1st Place
2020 Dissertation Award
"Constructing Indigeneity in the Narrative Networks of the Fosen Vind Controversy"
Elise Nyborg
Cambridge University
For confidentiality reasons, it has not been possible to make the full manuscript publicly available here. A synopsis of the study, penned by the author, can be found below.
Elise Nyorg
My undergraduate dissertation explored the controversy caused by Fosen Vind, a wind-power complex located in central Norway planned to be Europe’s largest onshore wind-project by the time of its completion at the end of 2020. Despite being backed by municipal approval, Swiss financial industrial investment, and the Norwegian government’s desire for a green energy shift, the project has had a polarising response. A diverse local coalition of resistance representing civilian interests, environmentalist organisations, and the Indigenous South Saami reindeer herding district (Fovsen-Njaarke Sïjte) have opposed the project through legal and direct action since development was announced in 2005. When physical construction began in 2016 the merits of the project experienced renewed national public debate. At the same time, the particular resistance of the Saami reindeer herders started attracting significant foreign attention from media and academia alike. International support for them grew after the filing of a UN-CERD complaint and later OECD complaint with the assistance of a Swiss human rights non-governmental organisation (publicity material from which is featured in the image above).
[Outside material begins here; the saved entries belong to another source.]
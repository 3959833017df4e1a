//! Input feed: the ordered records to process and the manual images that
//! stand in for missing links.
//!
//! Records normally come from a spreadsheet ([`xlsx::read_feed`]) but any
//! caller may build them directly — the batch runner only sees a slice of
//! [`Record`] and a [`ManualOverrides`] map, never any UI or session state.

pub mod xlsx;

use crate::error::EvidenceError;
use serde::{Deserialize, Serialize};
use std::collections::BTreeMap;

/// One spreadsheet row mapping an expense/report pair to an attachment.
#[derive(Debug, Clone, PartialEq, Eq, Serialize, Deserialize)]
pub struct Record {
    /// 1-based spreadsheet row number; the record's identity.
    pub row_index: u32,
    pub expense_id: String,
    pub report_id: String,
    /// Hyperlink target of the attachment cell, if any.
    pub attachment_ref: Option<String>,
}

impl Record {
    pub fn new(
        row_index: u32,
        expense_id: impl Into<String>,
        report_id: impl Into<String>,
        attachment_ref: Option<String>,
    ) -> Self {
        Self {
            row_index,
            expense_id: expense_id.into(),
            report_id: report_id.into(),
            attachment_ref: attachment_ref.filter(|r| !r.trim().is_empty()),
        }
    }

    /// True when the record needs a manual image.
    pub fn needs_manual_image(&self) -> bool {
        self.attachment_ref.is_none()
    }
}

/// Header names the feed must expose.
#[derive(Debug, Clone, PartialEq, Eq, Serialize, Deserialize)]
pub struct FeedColumns {
    pub attachment_link: String,
    pub expense_id: String,
    pub report_id: String,
}

impl Default for FeedColumns {
    fn default() -> Self {
        Self {
            attachment_link: "Link do Anexo".to_string(),
            expense_id: "ID da Despesa".to_string(),
            report_id: "ID do Relatório".to_string(),
        }
    }
}

impl FeedColumns {
    /// Required headers in the order they are reported.
    pub fn required(&self) -> Vec<String> {
        vec![
            self.attachment_link.clone(),
            self.expense_id.clone(),
            self.report_id.clone(),
        ]
    }

    /// Locate the three required columns in a header row.
    ///
    /// Returns `(link, expense, report)` column indices, or
    /// [`EvidenceError::FeedValidation`] naming every missing header.
    pub fn locate(&self, headers: &[String]) -> Result<(usize, usize, usize), EvidenceError> {
        let find = |name: &str| headers.iter().position(|h| h.trim() == name);

        match (
            find(&self.attachment_link),
            find(&self.expense_id),
            find(&self.report_id),
        ) {
            (Some(link), Some(expense), Some(report)) => Ok((link, expense, report)),
            _ => {
                let missing = self
                    .required()
                    .into_iter()
                    .filter(|name| find(name).is_none())
                    .collect();
                Err(EvidenceError::FeedValidation {
                    required: self.required(),
                    missing,
                })
            }
        }
    }
}

/// Manual images keyed by row index.
///
/// Inserting the same row twice keeps the last image. Records sharing a
/// row index share the override.
#[derive(Debug, Clone, Default)]
pub struct ManualOverrides {
    images: BTreeMap<u32, Vec<u8>>,
}

impl ManualOverrides {
    pub fn new() -> Self {
        Self::default()
    }

    pub fn insert(&mut self, row_index: u32, bytes: Vec<u8>) -> Option<Vec<u8>> {
        self.images.insert(row_index, bytes)
    }

    pub fn get(&self, row_index: u32) -> Option<&[u8]> {
        self.images.get(&row_index).map(Vec::as_slice)
    }

    pub fn len(&self) -> usize {
        self.images.len()
    }

    pub fn is_empty(&self) -> bool {
        self.images.is_empty()
    }

    /// Records that have no link and no manual image yet, in feed order.
    pub fn missing<'a>(&self, records: &'a [Record]) -> Vec<&'a Record> {
        records
            .iter()
            .filter(|r| r.needs_manual_image() && !self.images.contains_key(&r.row_index))
            .collect()
    }

    /// Batch precondition: every link-less record must be covered.
    pub fn validate(&self, records: &[Record]) -> Result<(), EvidenceError> {
        let missing = self.missing(records);
        if missing.is_empty() {
            Ok(())
        } else {
            Err(EvidenceError::MissingAttachment {
                rows: missing.iter().map(|r| r.row_index).collect(),
            })
        }
    }
}

impl FromIterator<(u32, Vec<u8>)> for ManualOverrides {
    fn from_iter<T: IntoIterator<Item = (u32, Vec<u8>)>>(iter: T) -> Self {
        Self {
            images: iter.into_iter().collect(),
        }
    }
}

#[cfg(test)]
mod tests {
    use super::*;

    fn records() -> Vec<Record> {
        vec![
            Record::new(2, "100", "R1", Some("https://x/a.png".into())),
            Record::new(3, "101", "R1", None),
            Record::new(4, "102", "R2", Some("   ".into())),
        ]
    }

    #[test]
    fn blank_reference_counts_as_absent() {
        assert!(records()[2].needs_manual_image());
    }

    #[test]
    fn validate_reports_every_uncovered_row() {
        let overrides = ManualOverrides::new();
        match overrides.validate(&records()) {
            Err(EvidenceError::MissingAttachment { rows }) => assert_eq!(rows, vec![3, 4]),
            other => panic!("expected MissingAttachment, got {other:?}"),
        }
    }

    #[test]
    fn validate_passes_when_all_covered() {
        let overrides: ManualOverrides = [(3, vec![1]), (4, vec![2])].into_iter().collect();
        assert!(overrides.validate(&records()).is_ok());
        assert!(overrides.missing(&records()).is_empty());
    }

    #[test]
    fn override_for_linked_row_is_not_required() {
        let overrides: ManualOverrides = [(3, vec![1])].into_iter().collect();
        let records = records();
        let missing = overrides.missing(&records);
        assert_eq!(missing.len(), 1);
        assert_eq!(missing[0].row_index, 4);
    }

    // Duplicate row indices are not rejected; the last insert wins and every
    // record with that row index reads the same bytes.
    #[test]
    fn duplicate_row_indices_share_override() {
        let mut overrides = ManualOverrides::new();
        overrides.insert(5, vec![1]);
        assert_eq!(overrides.insert(5, vec![2]), Some(vec![1]));

        let dupes = vec![Record::new(5, "a", "r", None), Record::new(5, "b", "r", None)];
        assert!(overrides.validate(&dupes).is_ok());
        assert_eq!(overrides.get(5), Some(&[2u8][..]));
    }

    #[test]
    fn locate_finds_columns_in_any_order() {
        let headers: Vec<String> = ["ID do Relatório", "Valor", "Link do Anexo", "ID da Despesa"]
            .iter()
            .map(|s| s.to_string())
            .collect();
        assert_eq!(FeedColumns::default().locate(&headers).unwrap(), (2, 3, 0));
    }

    #[test]
    fn locate_names_missing_columns() {
        let headers = vec!["Link do Anexo".to_string()];
        match FeedColumns::default().locate(&headers) {
            Err(EvidenceError::FeedValidation { missing, .. }) => {
                assert_eq!(missing, vec!["ID da Despesa", "ID do Relatório"]);
            }
            other => panic!("expected FeedValidation, got {other:?}"),
        }
    }
}
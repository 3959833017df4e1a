//! Normalisation: every payload becomes an ordered list of RGB images.
//!
//! Fetched single images go through a blank check: if each colour channel
//! has the same minimum and maximum over the whole image, the attachment
//! downloaded fine but shows nothing, and the record is failed. The rule is
//! exact uniformity only; a plain one-colour page is rejected and a nearly
//! uniform scan is accepted.

use super::render::PageRasterizer;
use super::resolve::{Payload, PayloadKind};
use crate::error::RecordError;
use image::{DynamicImage, RgbImage};
use std::sync::Arc;
use tracing::debug;

/// Rendering knobs for the document path.
#[derive(Clone)]
pub struct RenderSettings {
    pub rasterizer: Arc<dyn PageRasterizer>,
    pub dpi: u32,
    pub max_pixels: u32,
}

/// Convert a payload into its images.
pub async fn normalize(
    payload: Payload,
    render: &RenderSettings,
) -> Result<Vec<DynamicImage>, RecordError> {
    match payload.kind {
        PayloadKind::Document => {
            let rasterizer = Arc::clone(&render.rasterizer);
            let (dpi, max_pixels) = (render.dpi, render.max_pixels);
            let bytes = payload.bytes;

            let pages = tokio::task::spawn_blocking(move || {
                rasterizer.rasterize(&bytes, dpi, max_pixels)
            })
            .await
            .map_err(|e| RecordError::DocumentDecode {
                detail: format!("render task panicked: {e}"),
            })??;

            if pages.is_empty() {
                return Err(RecordError::DocumentDecode {
                    detail: "document has no pages".to_string(),
                });
            }
            debug!("Document rasterised to {} page images", pages.len());
            Ok(pages.iter().map(to_rgb).collect())
        }
        PayloadKind::Image => {
            let image = decode_rgb(&payload.bytes)?;
            ensure_not_blank(&image)?;
            Ok(vec![DynamicImage::ImageRgb8(image)])
        }
        PayloadKind::Manual => {
            let image = decode_rgb(&payload.bytes)?;
            Ok(vec![DynamicImage::ImageRgb8(image)])
        }
    }
}

fn to_rgb(image: &DynamicImage) -> DynamicImage {
    match image {
        DynamicImage::ImageRgb8(_) => image.clone(),
        other => DynamicImage::ImageRgb8(other.to_rgb8()),
    }
}

/// Decode any supported raster format and drop alpha.
pub fn decode_rgb(bytes: &[u8]) -> Result<RgbImage, RecordError> {
    image::load_from_memory(bytes)
        .map(|img| img.to_rgb8())
        .map_err(|e| RecordError::ImageDecode {
            detail: e.to_string(),
        })
}

/// Per-channel `(min, max)` over every pixel.
pub fn channel_extrema(image: &RgbImage) -> [(u8, u8); 3] {
    let mut extrema = [(u8::MAX, u8::MIN); 3];
    for pixel in image.pixels() {
        for (channel, value) in pixel.0.iter().enumerate() {
            let (lo, hi) = &mut extrema[channel];
            *lo = (*lo).min(*value);
            *hi = (*hi).max(*value);
        }
    }
    extrema
}

pub fn is_blank(image: &RgbImage) -> bool {
    image.width() == 0
        || image.height() == 0
        || channel_extrema(image).iter().all(|(lo, hi)| lo == hi)
}

fn ensure_not_blank(image: &RgbImage) -> Result<(), RecordError> {
    if is_blank(image) {
        Err(RecordError::BlankImage {
            width: image.width(),
            height: image.height(),
        })
    } else {
        Ok(())
    }
}

#[cfg(test)]
mod tests {
    use super::*;
    use crate::error::RecordErrorKind;
    use image::{GrayImage, ImageFormat, Luma, Rgb, Rgba, RgbaImage};
    use std::io::Cursor;

    fn png(image: DynamicImage) -> Vec<u8> {
        let mut buf = Vec::new();
        image
            .write_to(&mut Cursor::new(&mut buf), ImageFormat::Png)
            .unwrap();
        buf
    }

    struct FixedPages(usize);

    impl PageRasterizer for FixedPages {
        fn rasterize(&self, _: &[u8], _: u32, _: u32) -> Result<Vec<DynamicImage>, RecordError> {
            Ok((0..self.0)
                .map(|i| {
                    DynamicImage::ImageRgba8(RgbaImage::from_pixel(4, 4, Rgba([i as u8, 0, 0, 255])))
                })
                .collect())
        }
    }

    fn settings(pages: usize) -> RenderSettings {
        RenderSettings {
            rasterizer: Arc::new(FixedPages(pages)),
            dpi: 150,
            max_pixels: 2000,
        }
    }

    fn payload(kind: PayloadKind, bytes: Vec<u8>) -> Payload {
        Payload {
            kind,
            bytes,
            content_type: None,
        }
    }

    #[tokio::test]
    async fn white_grayscale_image_is_blank() {
        let bytes = png(DynamicImage::ImageLuma8(GrayImage::from_pixel(
            32,
            16,
            Luma([255]),
        )));
        let err = normalize(payload(PayloadKind::Image, bytes), &settings(0))
            .await
            .unwrap_err();
        assert_eq!(err.kind(), RecordErrorKind::BlankImage);
        assert_eq!(err, RecordError::BlankImage { width: 32, height: 16 });
    }

    #[tokio::test]
    async fn one_differing_pixel_is_not_blank() {
        let mut img = RgbImage::from_pixel(8, 8, Rgb([10, 10, 10]));
        img.put_pixel(7, 7, Rgb([10, 11, 10]));
        let bytes = png(DynamicImage::ImageRgb8(img));

        let images = normalize(payload(PayloadKind::Image, bytes), &settings(0))
            .await
            .unwrap();
        assert_eq!(images.len(), 1);
        assert!(matches!(images[0], DynamicImage::ImageRgb8(_)));
    }

    #[tokio::test]
    async fn manual_images_skip_blank_check() {
        let bytes = png(DynamicImage::ImageRgb8(RgbImage::from_pixel(
            5,
            5,
            Rgb([255, 255, 255]),
        )));
        let images = normalize(payload(PayloadKind::Manual, bytes), &settings(0))
            .await
            .unwrap();
        assert_eq!(images.len(), 1);
    }

    #[tokio::test]
    async fn alpha_is_dropped() {
        let mut img = RgbaImage::from_pixel(3, 3, Rgba([0, 0, 255, 0]));
        img.put_pixel(0, 0, Rgba([255, 0, 0, 255]));
        let bytes = png(DynamicImage::ImageRgba8(img));

        let images = normalize(payload(PayloadKind::Image, bytes), &settings(0))
            .await
            .unwrap();
        assert_eq!(images[0].color(), image::ColorType::Rgb8);
    }

    #[tokio::test]
    async fn undecodable_bytes_are_image_decode_errors() {
        let err = normalize(payload(PayloadKind::Image, b"<html>".to_vec()), &settings(0))
            .await
            .unwrap_err();
        assert_eq!(err.kind(), RecordErrorKind::ImageDecode);
    }

    #[tokio::test]
    async fn document_pages_keep_order() {
        let images = normalize(payload(PayloadKind::Document, b"%PDF".to_vec()), &settings(4))
            .await
            .unwrap();
        assert_eq!(images.len(), 4);
        for (i, img) in images.iter().enumerate() {
            let rgb = img.as_rgb8().expect("pages are converted to RGB");
            assert_eq!(rgb.get_pixel(0, 0).0[0], i as u8);
        }
    }

    #[tokio::test]
    async fn document_without_pages_is_a_decode_error() {
        let err = normalize(payload(PayloadKind::Document, b"%PDF".to_vec()), &settings(0))
            .await
            .unwrap_err();
        assert_eq!(err.kind(), RecordErrorKind::DocumentDecode);
    }

    #[test]
    fn extrema_cover_each_channel() {
        let mut img = RgbImage::from_pixel(2, 1, Rgb([1, 2, 3]));
        img.put_pixel(1, 0, Rgb([9, 2, 0]));
        assert_eq!(channel_extrema(&img), [(1, 9), (2, 2), (0, 3)]);
    }
}
//! Error types for the expense-evidence library.
//!
//! Two distinct error types reflect two distinct failure modes:
//!
//! * [`EvidenceError`] — **Fatal**: the run cannot proceed at all (the
//!   spreadsheet lacks a required column, a manual image is still missing,
//!   the output cannot be written). Returned as `Err(EvidenceError)` from the
//!   top-level `export*` and [`crate::batch::run_batch`] functions.
//!
//! * [`RecordError`] — **Non-fatal**: a single record failed (HTTP 500,
//!   malformed PDF, blank image) but every other record is fine. Stored inside
//!   [`crate::output::ProcessingOutcome::Failure`] so the batch keeps going
//!   and the failure is reported next to the artifact.

use serde::{Deserialize, Serialize};
use std::path::PathBuf;
use thiserror::Error;

/// All fatal errors returned by the expense-evidence library.
///
/// Record-level failures use [`RecordError`] and never surface here.
#[derive(Debug, Error)]
pub enum EvidenceError {
    // ── Feed errors ───────────────────────────────────────────────────────
    /// The header row lacks one or more required columns.
    #[error("The spreadsheet must contain the columns {}; missing: {}", quoted(.required), quoted(.missing))]
    FeedValidation {
        required: Vec<String>,
        missing: Vec<String>,
    },

    /// The feed has a header row but no records.
    #[error("No records found in the spreadsheet")]
    EmptyFeed,

    /// The spreadsheet could not be opened or parsed.
    #[error("Failed to read spreadsheet '{path}': {detail}")]
    SpreadsheetRead { path: PathBuf, detail: String },

    // ── Precondition errors ───────────────────────────────────────────────
    /// One or more records have no attachment link and no manual image.
    #[error("Waiting for manual images for rows {rows:?} before processing can start")]
    MissingAttachment { rows: Vec<u32> },

    // ── Output errors ─────────────────────────────────────────────────────
    /// Archive mode produced no images at all.
    #[error("No image was processed; {failed} record(s) failed")]
    NoImagesProcessed { failed: usize },

    /// The HTTP client could not be constructed.
    #[error("Failed to initialise HTTP client: {0}")]
    HttpClient(String),

    /// Writing a ZIP container failed.
    #[error("Failed to write archive '{name}': {detail}")]
    ArchiveWrite { name: String, detail: String },

    /// Writing the Word document package failed.
    #[error("Failed to write document: {0}")]
    DocumentWrite(String),

    /// Could not create or write the output file.
    #[error("Failed to write output file '{path}': {source}")]
    OutputWriteFailed {
        path: PathBuf,
        #[source]
        source: std::io::Error,
    },

    // ── Config errors ─────────────────────────────────────────────────────
    /// Builder validation failed.
    #[error("Invalid configuration: {0}")]
    InvalidConfig(String),

    // ── Catch-all ─────────────────────────────────────────────────────────
    /// Unexpected internal error.
    #[error("Internal error: {0}")]
    Internal(String),
}

fn quoted(names: &[String]) -> String {
    names
        .iter()
        .map(|n| format!("'{n}'"))
        .collect::<Vec<_>>()
        .join(", ")
}

/// A non-fatal error for a single record.
///
/// Carried by [`crate::output::ProcessingOutcome::Failure`] and by the
/// [`crate::output::FailureReport`].
#[derive(Debug, Clone, PartialEq, Eq, Error, Serialize, Deserialize)]
pub enum RecordError {
    /// No link and no manual image for this row.
    #[error("row {row}: attachment link missing and no manual image supplied")]
    MissingAttachment { row: u32 },

    /// The server answered with a non-success status.
    #[error("HTTP {status} fetching '{url}'")]
    FetchStatus { url: String, status: u16 },

    /// The request exceeded the fetch budget.
    #[error("timed out after {secs}s fetching '{url}'")]
    FetchTimeout { url: String, secs: u64 },

    /// Connection, TLS or body-read failure.
    #[error("failed to fetch '{url}': {reason}")]
    FetchFailed { url: String, reason: String },

    /// The payload was declared as a PDF but could not be parsed.
    #[error("could not read PDF attachment: {detail}")]
    DocumentDecode { detail: String },

    /// The pdfium library could not be loaded.
    #[error("PDF renderer unavailable: {detail}")]
    RendererUnavailable { detail: String },

    /// The payload is not a decodable image.
    #[error("could not decode image: {detail}")]
    ImageDecode { detail: String },

    /// A decoded image could not be re-encoded for output.
    #[error("could not encode image: {detail}")]
    ImageEncode { detail: String },

    /// The image is a single uniform colour.
    #[error("image appears to be blank ({width}x{height} px of a single colour)")]
    BlankImage { width: u32, height: u32 },
}

/// Coarse classification of [`RecordError`], convenient for assertions and
/// summaries.
#[derive(Debug, Clone, Copy, PartialEq, Eq, Hash, Serialize, Deserialize)]
pub enum RecordErrorKind {
    MissingAttachment,
    Fetch,
    DocumentDecode,
    ImageDecode,
    BlankImage,
}

impl RecordError {
    pub fn kind(&self) -> RecordErrorKind {
        match self {
            RecordError::MissingAttachment { .. } => RecordErrorKind::MissingAttachment,
            RecordError::FetchStatus { .. }
            | RecordError::FetchTimeout { .. }
            | RecordError::FetchFailed { .. } => RecordErrorKind::Fetch,
            RecordError::DocumentDecode { .. } | RecordError::RendererUnavailable { .. } => {
                RecordErrorKind::DocumentDecode
            }
            RecordError::ImageDecode { .. } | RecordError::ImageEncode { .. } => {
                RecordErrorKind::ImageDecode
            }
            RecordError::BlankImage { .. } => RecordErrorKind::BlankImage,
        }
    }
}
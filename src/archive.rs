//! Archive packing: named PNG entries → size-bounded sub-archives → one
//! container archive.
//!
//! Entries are bucketed greedily and contiguously: an entry joins the current
//! bucket unless that would push the bucket past the capacity, in which case
//! the bucket is sealed and the entry opens the next one. Entries are never
//! split, so a single entry larger than the capacity gets a bucket of its
//! own. Entries keep their input order across `imagens_part1.zip`,
//! `imagens_part2.zip`, …

use crate::error::EvidenceError;
use crate::output::{FailureEntry, FailureReport, ProcessingOutcome};
use crate::pipeline::encode::{encode_png, IMAGE_EXTENSION};
use std::collections::HashSet;
use std::io::{Cursor, Write};
use std::ops::Range;
use tracing::{debug, info};
use zip::write::SimpleFileOptions;
use zip::{CompressionMethod, ZipWriter};

/// Prefix of each sub-archive inside the container.
pub const SUB_ARCHIVE_PREFIX: &str = "imagens_part";

/// One file destined for a sub-archive.
#[derive(Debug, Clone, PartialEq, Eq)]
pub struct ArchiveEntry {
    pub name: String,
    pub bytes: Vec<u8>,
}

impl ArchiveEntry {
    pub fn size(&self) -> u64 {
        self.bytes.len() as u64
    }
}

/// `<expense_id>.png` for one image, `<expense_id>_<n>.png` (1-based) for
/// several.
pub fn entry_names(stem: &str, count: usize) -> Vec<String> {
    if count == 1 {
        vec![format!("{stem}.{IMAGE_EXTENSION}")]
    } else {
        (1..=count)
            .map(|n| format!("{stem}_{n}.{IMAGE_EXTENSION}"))
            .collect()
    }
}

/// Make an identifier usable as a file name inside a ZIP.
fn file_stem(expense_id: &str, row_index: u32) -> String {
    let cleaned: String = expense_id
        .trim()
        .chars()
        .map(|c| match c {
            '/' | '\\' | ':' | '*' | '?' | '"' | '<' | '>' | '|' => '_',
            c if c.is_control() => '_',
            c => c,
        })
        .collect();
    if cleaned.is_empty() {
        format!("linha_{row_index}")
    } else {
        cleaned
    }
}

/// Encode the images of every successful outcome into named entries.
///
/// Failed outcomes contribute no entry and are listed in the returned
/// report, as is a record whose images cannot be PNG-encoded. Names that
/// repeat (two records sharing an expense id) get a `~N` suffix.
pub fn collect_entries(outcomes: &[ProcessingOutcome]) -> (Vec<ArchiveEntry>, FailureReport) {
    let mut entries = Vec::new();
    let mut report = FailureReport::default();
    let mut used: HashSet<String> = HashSet::new();

    for outcome in outcomes {
        let (record, images) = match outcome {
            ProcessingOutcome::Success { record, images } => (record, images),
            ProcessingOutcome::Failure { record, error } => {
                report.push(FailureEntry::new(record, error));
                continue;
            }
        };

        let encoded: Result<Vec<Vec<u8>>, _> = images.iter().map(encode_png).collect();
        let encoded = match encoded {
            Ok(e) => e,
            Err(error) => {
                report.push(FailureEntry::new(record, &error));
                continue;
            }
        };

        let stem = file_stem(&record.expense_id, record.row_index);
        for (name, bytes) in entry_names(&stem, encoded.len()).into_iter().zip(encoded) {
            let name = unique_name(&mut used, name);
            entries.push(ArchiveEntry { name, bytes });
        }
    }

    (entries, report)
}

fn unique_name(used: &mut HashSet<String>, name: String) -> String {
    if used.insert(name.clone()) {
        return name;
    }
    let (stem, ext) = name.rsplit_once('.').unwrap_or((name.as_str(), ""));
    let mut n = 2;
    loop {
        let candidate = if ext.is_empty() {
            format!("{stem}~{n}")
        } else {
            format!("{stem}~{n}.{ext}")
        };
        if used.insert(candidate.clone()) {
            return candidate;
        }
        n += 1;
    }
}

/// Greedy contiguous partition of `sizes` into buckets of at most
/// `capacity` bytes. A bucket only exceeds the capacity when it holds a
/// single oversized entry.
pub fn partition_by_capacity(sizes: &[u64], capacity: u64) -> Vec<Range<usize>> {
    let mut buckets = Vec::new();
    let mut start = 0;
    let mut current: u64 = 0;

    for (i, &size) in sizes.iter().enumerate() {
        if i > start && current.saturating_add(size) > capacity {
            buckets.push(start..i);
            start = i;
            current = 0;
        }
        current = current.saturating_add(size);
    }
    if start < sizes.len() {
        buckets.push(start..sizes.len());
    }
    buckets
}

/// Name of the `n`-th (1-based) sub-archive.
pub fn sub_archive_name(n: usize) -> String {
    format!("{SUB_ARCHIVE_PREFIX}{n}.zip")
}

/// Pack `entries` into sub-archives of at most `capacity` bytes of entry
/// data and wrap them, in order, into one container ZIP.
pub fn pack_archives(entries: &[ArchiveEntry], capacity: u64) -> Result<Vec<u8>, EvidenceError> {
    let sizes: Vec<u64> = entries.iter().map(ArchiveEntry::size).collect();
    let buckets = partition_by_capacity(&sizes, capacity);

    let mut parts = Vec::with_capacity(buckets.len());
    for (idx, range) in buckets.into_iter().enumerate() {
        let name = sub_archive_name(idx + 1);
        let bucket = &entries[range];
        let bytes = write_zip(
            &name,
            bucket.iter().map(|e| (e.name.as_str(), e.bytes.as_slice())),
        )?;
        debug!(
            "Sealed {}: {} entries, {} bytes of images, {} bytes compressed",
            name,
            bucket.len(),
            bucket.iter().map(ArchiveEntry::size).sum::<u64>(),
            bytes.len()
        );
        parts.push((name, bytes));
    }

    info!("Packed {} entries into {} sub-archives", entries.len(), parts.len());
    write_zip(
        "container",
        parts.iter().map(|(n, b)| (n.as_str(), b.as_slice())),
    )
}

fn write_zip<'a>(
    archive_name: &str,
    files: impl IntoIterator<Item = (&'a str, &'a [u8])>,
) -> Result<Vec<u8>, EvidenceError> {
    let mut writer = ZipWriter::new(Cursor::new(Vec::new()));
    for (name, data) in files {
        let opts = SimpleFileOptions::default()
            .compression_method(CompressionMethod::Deflated)
            .large_file(data.len() as u64 >= u32::MAX as u64);
        writer
            .start_file(name, opts)
            .map_err(|e| archive_error(archive_name, e))?;
        writer
            .write_all(data)
            .map_err(|e| archive_error(archive_name, e))?;
    }
    let cursor = writer
        .finish()
        .map_err(|e| archive_error(archive_name, e))?;
    Ok(cursor.into_inner())
}

fn archive_error(name: &str, e: impl std::fmt::Display) -> EvidenceError {
    EvidenceError::ArchiveWrite {
        name: name.to_string(),
        detail: e.to_string(),
    }
}
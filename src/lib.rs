//! # expense-evidence
//!
//! Assemble the evidence for an expense report: every attachment linked from
//! a spreadsheet, fetched, turned into images and delivered either as one
//! Word document or as a ZIP of size-bounded ZIPs.
//!
//! ## Pipeline Overview
//!
//! ```text
//! .xlsx
//!  │
//!  ├─ 1. Feed      header check, one Record per row (hyperlink target)
//!  ├─ 2. Resolve   GET the link once, or take the manual image
//!  ├─ 3. Normalise decode to RGB, blank check, PDF pages via pdfium
//!  ├─ 4. Batch     strictly sequential, per-record failures isolated
//!  └─ 5. Output    .docx (page per image)  or  .zip of imagens_partN.zip
//! ```
//!
//! ## Quick Start
//!
//! ```rust,no_run
//! use expense_evidence::{export, read_feed, EvidenceConfig, ManualOverrides};
//!
//! #[tokio::main]
//! async fn main() -> Result<(), Box<dyn std::error::Error>> {
//!     let config = EvidenceConfig::default();
//!     let records = read_feed("relatorio.xlsx", &config.columns)?;
//!
//!     let mut overrides = ManualOverrides::new();
//!     for record in overrides.missing(&records) {
//!         eprintln!("row {} needs a manual image", record.row_index);
//!     }
//!     overrides.insert(7, std::fs::read("recibo_linha7.jpg")?);
//!
//!     let output = export(&records, &overrides, &config).await?;
//!     std::fs::write(&output.artifact.file_name, &output.artifact.bytes)?;
//!     eprint!("{}", output.failures);
//!     Ok(())
//! }
//! ```
//!
//! ## Feature Flags
//!
//! | Feature | Default | Description |
//! |---------|---------|-------------|
//! | `cli`   | on      | Enables the `evidencias` binary (clap + anyhow + indicatif + tracing-subscriber) |
//!
//! Disable `cli` when using only the library:
//! ```toml
//! expense-evidence = { version = "0.1", default-features = false }
//! ```
//!
//! ## PDF rendering
//!
//! PDF attachments are rasterised with pdfium. The library is looked up in
//! `PDFIUM_LIB_PATH` first, then on the system library path. When it cannot
//! be loaded, PDF records fail with `RendererUnavailable` and image records
//! are unaffected.

// ── Modules ──────────────────────────────────────────────────────────────

pub mod archive;
pub mod batch;
pub mod config;
pub mod document;
pub mod error;
pub mod export;
pub mod feed;
pub mod output;
pub mod pipeline;
pub mod progress;

// ── Re-exports ───────────────────────────────────────────────────────────

pub use batch::run_batch;
pub use config::{DocumentLayout, EvidenceConfig, EvidenceConfigBuilder, OutputMode};
pub use error::{EvidenceError, RecordError, RecordErrorKind};
pub use export::{export, export_spreadsheet, export_sync, export_to_file};
pub use feed::xlsx::{read_feed, read_feed_from_bytes};
pub use feed::{FeedColumns, ManualOverrides, Record};
pub use output::{
    Artifact, BatchOutput, BatchStats, EvidenceOutput, FailureEntry, FailureReport,
    ProcessingOutcome,
};
pub use pipeline::render::{PageRasterizer, PdfiumRasterizer};
pub use progress::{BatchProgressCallback, NoopProgressCallback, ProgressCallback};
I chose this topic as I was interested in investigating the hidden costs of sustainable energy transitions, particularly in reference to Indigenous peoples already marginalised by a dominant global extractive energy sector. My theoretical underpinnings were informed by political ecology (PE), a broad field which uses a variety of analytical tools to reveal power dynamics in contested socio-environmental issues. Recognising renewable energy as a resource equally subject to the geographies of extraction as those of the extractive industries prevalently featured in PE, my dissertation can be understood within the growing literature on the PE of renewable energy (PERE). Identifying gaps in the existing PERE and extra-disciplinary Fosen Vind literature enabled me to contribute novel theoretical and analytical insights from poststructural and postcolonial theory. This developed through an adapted version of the idea of ‘narrative networks’ from Raul Lejano, Mrill Ingram and Helen Ingram’s 2013 book “The Power of Narrative in Environmental Networks” with interpretations of PE Dianne Rocheleau’s rooted networks and relational webs as ‘shot through with power’ (2015, pg. 70).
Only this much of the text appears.